In the summer of 1944, Sanz-Briz was appointed the embassy's chargé d'affaires. Shortly after the persecution of Hungarian Jews began, he offered on behalf of the Spanish government to provide passports to Jews of Spanish origin, and to negotiate for their protection. He was authorised by his superiors to extend these rights to 200 Jews; however, Sanz-Briz extended his efforts to 200 Jewish families instead.

He lied to the Hungarian authorities and said that Spain, under the dictator Miguel Primo de Rivera, had given Spanish citizenship to descendants of Sephardic Jews expelled from Spain in 1492. Primo de Rivera had issued such a decree on 20 December 1924 but it had been canceled in 1930, a fact the Hungarian authorities were not aware of. Sanz Briz dutifully informed the Spanish Foreign Ministry of his actions, that were deliberately permitted by Madrid through administrative silence, a typical diplomatic procedure used to not compromise the chancellery.

In addition, Sanz-Briz rented buildings and apartments around Budapest at his own expense to shelter for the Jews to whom he had issued papers. He placed Spanish flags at these locations, which survivors referred to as the "Spanish houses" and posted notices indicating that they were offshore properties belonging to the Spanish embassy.

Between June and December 1944, according to Giorgio Perlasca, he and his assistants issued fake Spanish papers to 5,200 Jews, saving them from deportation to concentration camps.

The Spanish government ordered Sanz to leave Hungary in December 1944. In 1944, as the Red Army approached Budapest, he followed government orders to leave for Switzerland. He was replaced by the Italian Giorgio Perlasca, who pretended to be a Spanish consul and continued to issue Spanish visas and to patrol the safehouse system for Jews set up by Sanz Briz.

==Post-war and later life==
After the war, Sanz-Briz continued his diplomatic career, with much of his actions during the war unknown, even to his family. He was posted to San Francisco and Washington, D.C., Ambassador to Lima, Bern, Bayonne, Guatemala, The Hague, Brussels and China (1973, where he became the first Spanish Ambassador). In 1976 he was sent to Rome as Ambassador of Spain to the Holy See, where he died on 11 June 1980.

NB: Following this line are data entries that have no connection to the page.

use crate::domain::interface::*;
use crate::domain::model::*;
use crate::domain::service::envelope::{classify_bytes, FeedMessage};
use crate::error::*;
use crate::repository::{TweetReader, TweetWriter};
use serde::*;
use std::collections::BTreeMap;
use std::io::{BufRead, Write};
use std::sync::Arc;
use tracing::{debug, warn};

#[derive(Clone)]
pub struct TweetService {
    tokenizer: Arc<dyn ITokenizer + Send + Sync>,
    fields: Vec<FieldAlias>,
    unify: bool,
    strict: bool,
}

/// What happened to each input record.
#[derive(Debug, Default, Clone, PartialEq, Serialize)]
pub struct Summary {
    pub tweets: usize,
    pub notices: BTreeMap<&'static str, usize>,
    pub blank: usize,
    pub skipped: usize,
}

impl TweetService {
    pub fn new(
        tokenizer: Arc<dyn ITokenizer + Send + Sync>,
        fields: Vec<FieldAlias>,
        unify: bool,
        strict: bool,
    ) -> Self {
        Self {
            tokenizer,
            fields,
            unify,
            strict,
        }
    }

    /// Classify each feed line and write the tweets among them as rows.
    pub fn convert_feed<R, W>(&self, mut input: R, writer: &mut TweetWriter<W>) -> Result<Summary>
    where
        R: BufRead,
        W: IRowWriter,
    {
        let mut summary = Summary::default();
        let mut line = Vec::new();
        let mut line_number = 0;
        loop {
            line.clear();
            if input.read_until(b'\n', &mut line)? == 0 {
                break;
            }
            line_number += 1;
            match classify_bytes(&line) {
                Ok(FeedMessage::Tweet(tw)) => {
                    writer.write_tweet(&tw)?;
                    summary.tweets += 1;
                }
                Ok(notice) => {
                    debug!(line = line_number, kind = notice.kind(), "ignoring notice");
                    *summary.notices.entry(notice.kind()).or_default() += 1;
                }
                Err(err) if err.is_error_of(FeedError::EmptyInput) => summary.blank += 1,
                Err(err) => self.skip_or_abort(err, line_number, &mut summary)?,
            }
        }
        writer.flush()?;
        Ok(summary)
    }

    /// Tokenize every tweet in `reader`, writing one line per tweet: the id,
    /// then its tokens, tab-separated.
    pub fn tokenize_rows<R, W>(&self, reader: TweetReader<R>, mut output: W) -> Result<Summary>
    where
        R: IRowReader,
        W: Write,
    {
        let mut summary = Summary::default();
        for (index, tw) in reader.enumerate() {
            let mut tw = match tw {
                Ok(tw) => tw,
                Err(err) => {
                    self.skip_or_abort(err, index + 1, &mut summary)?;
                    continue;
                }
            };
            let mut line = tw.id().to_string();
            for token in self.tokenize(&mut tw) {
                line.push('\t');
                line.push_str(token);
            }
            writeln!(output, "{}", line)?;
            summary.tweets += 1;
        }
        output.flush()?;
        Ok(summary)
    }

    pub fn tokenize<'a>(&self, tw: &'a mut Tweet) -> &'a [String] {
        tw.tokenize(self.tokenizer.as_ref(), &self.fields, self.unify)
    }

    fn skip_or_abort(&self, err: FormatError, record: usize, summary: &mut Summary) -> Result<()> {
        if self.strict || err.disposition() == Disposition::Abort {
            return Err(err);
        }
        warn!(record, error = %err.to_log_line(), "skipping record");
        summary.skipped += 1;
        Ok(())
    }
}

#[cfg(test)]
mod tests {
    use super::*;
    use crate::domain::fixtures::*;
    use crate::domain::service::WhitespaceTokenizer;
    use crate::infra::{TsvReader, TsvWriter};

    fn service(strict: bool) -> TweetService {
        TweetService::new(
            Arc::new(WhitespaceTokenizer::new(1)),
            vec![FieldAlias::Tx, FieldAlias::Tz],
            false,
            strict,
        )
    }

    fn feed() -> String {
        [
            T_TW_JSON_CO,
            "",
            T_DELETE_JSON,
            "{not json",
            T_SCRUB_GEO_JSON,
            r#"{"foo":1}"#,
            T_WITHHELD_JSON,
        ]
        .join("\n")
    }

    #[test]
    fn it_should_convert_and_count() {
        let mut writer = TweetWriter::new(TsvWriter::new(Vec::new()));
        let summary = service(false)
            .convert_feed(feed().as_bytes(), &mut writer)
            .unwrap();

        assert_eq!(summary.tweets, 1);
        assert_eq!(summary.blank, 1);
        assert_eq!(summary.skipped, 2);
        assert_eq!(
            summary.notices,
            BTreeMap::from([("delete", 1), ("scrub_geo", 1), ("status_withheld", 1)])
        );

        let out = String::from_utf8(writer.into_inner().into_inner()).unwrap();
        assert_eq!(out.lines().count(), 1);
        assert!(out.starts_with("186339941163339776\t2012-04-01T06:31:18+00:00\t"));
        assert!(out.trim_end().ends_with("\t16.37778864\t48.24424304\tco"));
    }

    #[test]
    fn it_should_skip_binary_lines() {
        let mut feed = b"\xff\xfe garbage\n".to_vec();
        feed.extend_from_slice(T_TW_JSON_CO.as_bytes());
        feed.push(b'\n');

        let mut writer = TweetWriter::new(TsvWriter::new(Vec::new()));
        let summary = service(false)
            .convert_feed(feed.as_slice(), &mut writer)
            .unwrap();
        assert_eq!(summary.skipped, 1);
        assert_eq!(summary.tweets, 1);

        let out = String::from_utf8(writer.into_inner().into_inner()).unwrap();
        assert!(out.starts_with("186339941163339776\t"));
    }

    #[test]
    fn it_should_stop_on_first_bad_record_when_strict() {
        let mut writer = TweetWriter::new(TsvWriter::new(Vec::new()));
        let err = service(true)
            .convert_feed(feed().as_bytes(), &mut writer)
            .unwrap_err();
        assert!(err.is_error_of(FeedError::MalformedInput));
    }

    #[test]
    fn it_should_tokenize_rows() {
        let tw = Tweet::from_dict(&simple_dict()).unwrap();
        let mut writer = TweetWriter::new(TsvWriter::new(Vec::new()));
        writer.write_tweet(&tw).unwrap();
        let rows = writer.into_inner().into_inner();

        let mut output = Vec::new();
        let summary = service(false)
            .tokenize_rows(TweetReader::new(TsvReader::new(rows.as_slice())), &mut output)
            .unwrap();
        assert_eq!(summary.tweets, 1);
        assert_eq!(String::from_utf8(output).unwrap(), "-1\ttx a\ttx b\ttz g\n");
    }

    #[test]
    fn it_should_abort_on_damaged_rows() {
        let mut output = Vec::new();
        let err = service(false)
            .tokenize_rows(
                TweetReader::new(TsvReader::new("1\t2\n".as_bytes())),
                &mut output,
            )
            .unwrap_err();
        assert!(err.is_error_of(RowError::RowShape));
    }
}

Sanz Briz himself tells how he was able to save the lives of so many Jews, in Federico Ysart's book Los judíos en España (1973). He is also the subject of the 2011 Spanish television series El ángel de Budapest, based on Diego Carcedo's book Un español frente al Holocausto ("A Spaniard against the Holocaust").

==Recognition and legacy==
On 8 October 1966, Yad Vashem recognized Ángel Sanz-Briz as a Righteous Among the Nations.

In 1991, he was recognized by the Holocaust Museum Yad Vashem of the State of Israel, who gave his family the title of Righteous Among the Nations. In 1994 the Government of Hungary gave him the Cross of the Order of Merit of the Republic of Hungary.

In 2015, a street in Óbuda-Békásmegyer in Budapest was renamed Angel Sanz Briz Avenue. Sanz-Briz was also honored with a statue.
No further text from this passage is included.